BootsnAll is the latest in a growing number of travel content sites attempting to find ways to reward hard-up or aspiring travel writers around the world.
The Oregon-based company is launching a service - BootsnAll Travel Writer Platform - of its own which gives writers the chance to produce guides and content for sites that specialise in specific destinations or types of travel.
Created using the company's existing web-content publishing technology, writers will be able to build their own portfolio of work on their own site and also be paid a flat rate for around ten hours work a week.
BootsnAll promises that each writer will also be able to profit-share (up to 40%) from subsequent revenues as a result of traffic levels to the individual sites.
The company is initially looking for five new writers for the programme.
The move follows similar initiatives from other travel consumer content sites to offer writers some element of return for their efforts.
NileGuidelaunched a programme in November 2009 to pay commission to its writers depending on traffic to their pages.

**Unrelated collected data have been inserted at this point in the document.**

//! Typed views reinterpreting a byte buffer as fixed-width scalars.

use std::{fmt, marker::PhantomData};

use crate::{
    buffer::{sealed::Cursor, Buffer, BufferState},
    byte_buffer::{ByteBuffer, MAX_WIDTH},
    codec::{self, Scalar},
    error::{BufferError, Result},
    order::ByteOrder,
};

/// View of UTF-16 code units.
pub type CharBuffer<B> = ViewBuffer<u16, B>;
/// View of `i16` values.
pub type ShortBuffer<B> = ViewBuffer<i16, B>;
/// View of `i32` values.
pub type IntBuffer<B> = ViewBuffer<i32, B>;
/// View of `i64` values.
pub type LongBuffer<B> = ViewBuffer<i64, B>;
/// View of `f32` values.
pub type FloatBuffer<B> = ViewBuffer<f32, B>;
/// View of `f64` values.
pub type DoubleBuffer<B> = ViewBuffer<f64, B>;

/// Placement of a view inside its backing buffer, in bytes.
///
/// Cursor values are divided by the scalar width to produce the view's own
/// state; `offset` is a byte index into the backing buffer.
#[derive(Debug, Clone, Copy, PartialEq, Eq, Default)]
pub struct ViewLayout {
    /// Byte index of element 0 in the backing buffer.
    pub offset: usize,
    /// Bytes covered by the view.
    pub capacity: usize,
    /// Limit, in bytes.
    pub limit: usize,
    /// Position, in bytes.
    pub position: usize,
    /// Mark, in bytes.
    pub mark: Option<usize>,
}

/// A buffer of `T` stored in the memory of a byte buffer `B`.
///
/// Element `i` occupies bytes `[offset + i * WIDTH, offset + (i + 1) * WIDTH)`
/// of the backing buffer and is encoded in the view's byte order, which is
/// fixed when the view is created and unaffected by later
/// [`set_order`](ByteBuffer::set_order) calls on the backing buffer.
///
/// The view holds an alias of the backing memory, never the memory itself;
/// the memory lives as long as any alias does.
pub struct ViewBuffer<T: Scalar, B: ByteBuffer> {
    state: BufferState,
    backing: B,
    offset: usize,
    order: ByteOrder,
    read_only: bool,
    _scalar: PhantomData<T>,
}

impl<T: Scalar, B: ByteBuffer> ViewBuffer<T, B> {
    /// View over the remaining bytes of `backing`, in its current order.
    ///
    /// Element 0 sits at the backing position; capacity is
    /// `remaining / WIDTH`, a trailing partial element is not addressable.
    pub fn new(backing: &B) -> Self {
        Self::with_order(backing, backing.order())
    }

    /// View over the remaining bytes of `backing` in the given order.
    pub fn with_order(backing: &B, order: ByteOrder) -> Self {
        Self {
            state: BufferState::with_capacity(backing.remaining() / T::WIDTH),
            backing: backing.alias(),
            offset: backing.position(),
            order,
            read_only: backing.is_read_only(),
            _scalar: PhantomData,
        }
    }

    /// View with an explicit byte layout.
    ///
    /// Fails with `IndexOutOfBounds` when the layout reaches past the backing
    /// capacity and `IllegalArgument` when the derived cursor state is
    /// inconsistent. A view over a read-only buffer is read-only.
    pub fn with_layout(
        backing: &B,
        layout: ViewLayout,
        order: ByteOrder,
        read_only: bool,
    ) -> Result<Self> {
        let within = layout
            .offset
            .checked_add(layout.capacity)
            .is_some_and(|end| end <= backing.capacity());
        if !within {
            return Err(BufferError::IndexOutOfBounds {
                index: layout.offset,
                len: backing.capacity(),
            });
        }
        let width = T::WIDTH;
        let state = BufferState::new(
            layout.capacity / width,
            layout.limit / width,
            layout.position / width,
            layout.mark.map(|mark| mark / width),
        )?;
        Ok(Self {
            state,
            backing: backing.alias(),
            offset: layout.offset,
            order,
            read_only: read_only || backing.is_read_only(),
            _scalar: PhantomData,
        })
    }

    /// Order the elements are encoded in.
    #[inline]
    pub fn order(&self) -> ByteOrder {
        self.order
    }

    /// Byte index of element 0 in the backing buffer.
    #[inline]
    pub fn offset(&self) -> usize {
        self.offset
    }

    #[inline]
    fn byte_index(&self, index: usize) -> usize {
        self.offset + index * T::WIDTH
    }

    fn read(&self, index: usize) -> Result<T> {
        let mut raw = [0u8; MAX_WIDTH];
        let raw = &mut raw[..T::WIDTH];
        self.backing.get_bytes_at(self.byte_index(index), raw)?;
        Ok(codec::decode(raw, self.order))
    }

    fn write(&mut self, index: usize, value: T) -> Result<()> {
        let mut raw = [0u8; MAX_WIDTH];
        let raw = &mut raw[..T::WIDTH];
        codec::encode(value, self.order, raw);
        let at = self.byte_index(index);
        self.backing.put_bytes_at(at, raw)
    }

    #[inline]
    fn check_writable(&self) -> Result<()> {
        if self.read_only {
            return Err(BufferError::ReadOnly);
        }
        Ok(())
    }

    /// Relative get.
    pub fn get(&mut self) -> Result<T> {
        let index = self.state.check_get(1)?;
        let value = self.read(index)?;
        self.state.advance(1);
        Ok(value)
    }

    /// Absolute get of element `index`.
    pub fn get_at(&self, index: usize) -> Result<T> {
        self.state.check_index(index, 1)?;
        self.read(index)
    }

    /// Relative put.
    pub fn put(&mut self, value: T) -> Result<()> {
        self.check_writable()?;
        let index = self.state.check_put(1)?;
        self.write(index, value)?;
        self.state.advance(1);
        Ok(())
    }

    /// Absolute put of element `index`.
    pub fn put_at(&mut self, index: usize, value: T) -> Result<()> {
        self.check_writable()?;
        self.state.check_index(index, 1)?;
        self.write(index, value)
    }

    /// Relative bulk get filling `dst`, all or nothing.
    pub fn get_slice(&mut self, dst: &mut [T]) -> Result<()> {
        let start = self.state.check_get(dst.len())?;
        let mut raw = vec![0u8; dst.len() * T::WIDTH];
        self.backing.get_bytes_at(self.byte_index(start), &mut raw)?;
        for (value, chunk) in dst.iter_mut().zip(raw.chunks_exact(T::WIDTH)) {
            *value = codec::decode(chunk, self.order);
        }
        self.state.advance(dst.len());
        Ok(())
    }

    /// Relative bulk put of `src`, all or nothing.
    pub fn put_slice(&mut self, src: &[T]) -> Result<()> {
        self.check_writable()?;
        let start = self.state.check_put(src.len())?;
        let mut raw = vec![0u8; src.len() * T::WIDTH];
        for (value, chunk) in src.iter().zip(raw.chunks_exact_mut(T::WIDTH)) {
            codec::encode(*value, self.order, chunk);
        }
        let at = self.byte_index(start);
        self.backing.put_bytes_at(at, &raw)?;
        self.state.advance(src.len());
        Ok(())
    }

    /// Copy of the remaining elements. The cursor does not move.
    pub fn to_vec(&self) -> Result<Vec<T>> {
        (self.state.position()..self.state.limit())
            .map(|index| self.read(index))
            .collect()
    }

    /// Move elements `[position, limit)` to the start of the view, then set
    /// position to the number moved and limit to capacity.
    ///
    /// Elements are moved one at a time in ascending order, which is safe for
    /// the downward overlap.
    pub fn compact(&mut self) -> Result<()> {
        self.check_writable()?;
        let position = self.state.position();
        let count = self.state.remaining();
        let mut raw = [0u8; MAX_WIDTH];
        let raw = &mut raw[..T::WIDTH];
        if position > 0 {
            for i in 0..count {
                self.backing
                    .get_bytes_at(self.byte_index(position + i), raw)?;
                let at = self.byte_index(i);
                self.backing.put_bytes_at(at, raw)?;
            }
        }
        self.state.compacted(count);
        Ok(())
    }

    /// A view sharing content, with an independent copy of the cursor.
    pub fn duplicate(&self) -> Self {
        Self {
            state: self.state,
            backing: self.backing.alias(),
            offset: self.offset,
            order: self.order,
            read_only: self.read_only,
            _scalar: PhantomData,
        }
    }

    /// A view over `[position, limit)` of this one, starting at position 0.
    pub fn slice(&self) -> Self {
        Self {
            state: BufferState::with_capacity(self.state.remaining()),
            backing: self.backing.alias(),
            offset: self.byte_index(self.state.position()),
            order: self.order,
            read_only: self.read_only,
            _scalar: PhantomData,
        }
    }

    /// A read-only duplicate.
    pub fn as_read_only(&self) -> Self {
        Self {
            read_only: true,
            ..self.duplicate()
        }
    }
}

impl<T: Scalar, B: ByteBuffer> Cursor for ViewBuffer<T, B> {
    #[inline]
    fn state_mut(&mut self) -> &mut BufferState {
        &mut self.state
    }
}

impl<T: Scalar, B: ByteBuffer> Buffer for ViewBuffer<T, B> {
    #[inline]
    fn state(&self) -> &BufferState {
        &self.state
    }

    #[inline]
    fn is_read_only(&self) -> bool {
        self.read_only
    }

    #[inline]
    fn is_direct(&self) -> bool {
        self.backing.is_direct()
    }
}

impl<T: Scalar, B: ByteBuffer> fmt::Debug for ViewBuffer<T, B> {
    fn fmt(&self, f: &mut fmt::Formatter<'_>) -> fmt::Result {
        f.debug_struct("ViewBuffer")
            .field("scalar", &std::any::type_name::<T>())
            .field("pos", &self.state.position())
            .field("lim", &self.state.limit())
            .field("cap", &self.state.capacity())
            .field("offset", &self.offset)
            .field("order", &self.order)
            .field("read_only", &self.read_only)
            .finish()
    }
}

UK site SimonSeeks also has a payment structure for some of its contributors.
The context to this series of developments is an ongoing and often heated debate focusing on how travel writers are struggle to maintain incomes as traditional forms of publishing turn increasingly to in-house content writing or PR-driven articles.
Many of the individual blogs created by established travel writers do not provide enough revenue to sustain a business away from contracted work, but equally the number of commissions have also slowed down.

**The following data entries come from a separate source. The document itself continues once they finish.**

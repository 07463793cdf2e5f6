//! Byte order of multi-byte scalars.

use std::fmt;

/// Byte order used to assemble and disassemble multi-byte scalars.
#[derive(Debug, Clone, Copy, PartialEq, Eq, Hash, Default)]
pub enum ByteOrder {
    /// Most significant byte first.
    #[default]
    BigEndian,
    /// Least significant byte first.
    LittleEndian,
}

impl ByteOrder {
    /// Byte order of the platform this crate was compiled for.
    #[inline]
    pub const fn native() -> Self {
        if cfg!(target_endian = "big") {
            ByteOrder::BigEndian
        } else {
            ByteOrder::LittleEndian
        }
    }

    /// The other order.
    #[inline]
    pub const fn reverse(self) -> Self {
        match self {
            ByteOrder::BigEndian => ByteOrder::LittleEndian,
            ByteOrder::LittleEndian => ByteOrder::BigEndian,
        }
    }
}

impl fmt::Display for ByteOrder {
    fn fmt(&self, f: &mut fmt::Formatter<'_>) -> fmt::Result {
        match self {
            ByteOrder::BigEndian => f.write_str("BIG_ENDIAN"),
            ByteOrder::LittleEndian => f.write_str("LITTLE_ENDIAN"),
        }
    }
}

There is a growing acceptance in some areas of the travel publishing world that quality needs to be rewarded to counterbalance the reams of average travel content on the web.
BootsnAll says in response to the suggestion that writers can launch their own blogs:

Yes, the internet is full of travel blogs and guides. In fact, that is why we are starting this program. The web is full of a lot of crap… and writers and content producers are, in general, not perceived as a valuable part of the process.